What to do: Report each line of the records below that uses the word "EmbeddingFunction".

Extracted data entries
------------------------------------------------------------------------
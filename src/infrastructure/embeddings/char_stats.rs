use crate::domain::error::DomainError;
use crate::domain::ports::embedding_port::{EmbeddingFunction, InputType};

/// Three-component character statistics:
/// `[char_count, code_sum % 1000, (code_sum / (char_count + 1)) % 100]`.
///
/// Carries no meaning beyond "equal texts give equal vectors". Kept for
/// stores that were populated with it.
pub struct CharStatsEmbedder;

impl CharStatsEmbedder {
    pub fn embed_text(text: &str) -> Vec<f64> {
        if text.is_empty() {
            return vec![];
        }
        let length = text.chars().count() as u64;
        let code_sum: u64 = text.chars().map(u64::from).sum();
        let avg = (code_sum / (length + 1)) % 100;
        vec![length as f64, (code_sum % 1000) as f64, avg as f64]
    }
}

#[async_trait::async_trait]
impl EmbeddingFunction for CharStatsEmbedder {
    async fn embed_many(&self, texts: &[String], _input_type: InputType) -> Result<Vec<Vec<f64>>, DomainError> {
        Ok(texts.iter().map(|t| Self::embed_text(t)).collect())
    }

    fn dimension(&self) -> usize {
        3
    }

    fn name(&self) -> &str {
        "charstats"
    }
}
pub mod char_stats;
pub mod hashing;
pub mod noop;
pub mod openai;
------------------------------------------------------------------------
Reply:
use crate::domain::ports::embedding_port::{EmbeddingFunction, InputType};
impl EmbeddingFunction for CharStatsEmbedder {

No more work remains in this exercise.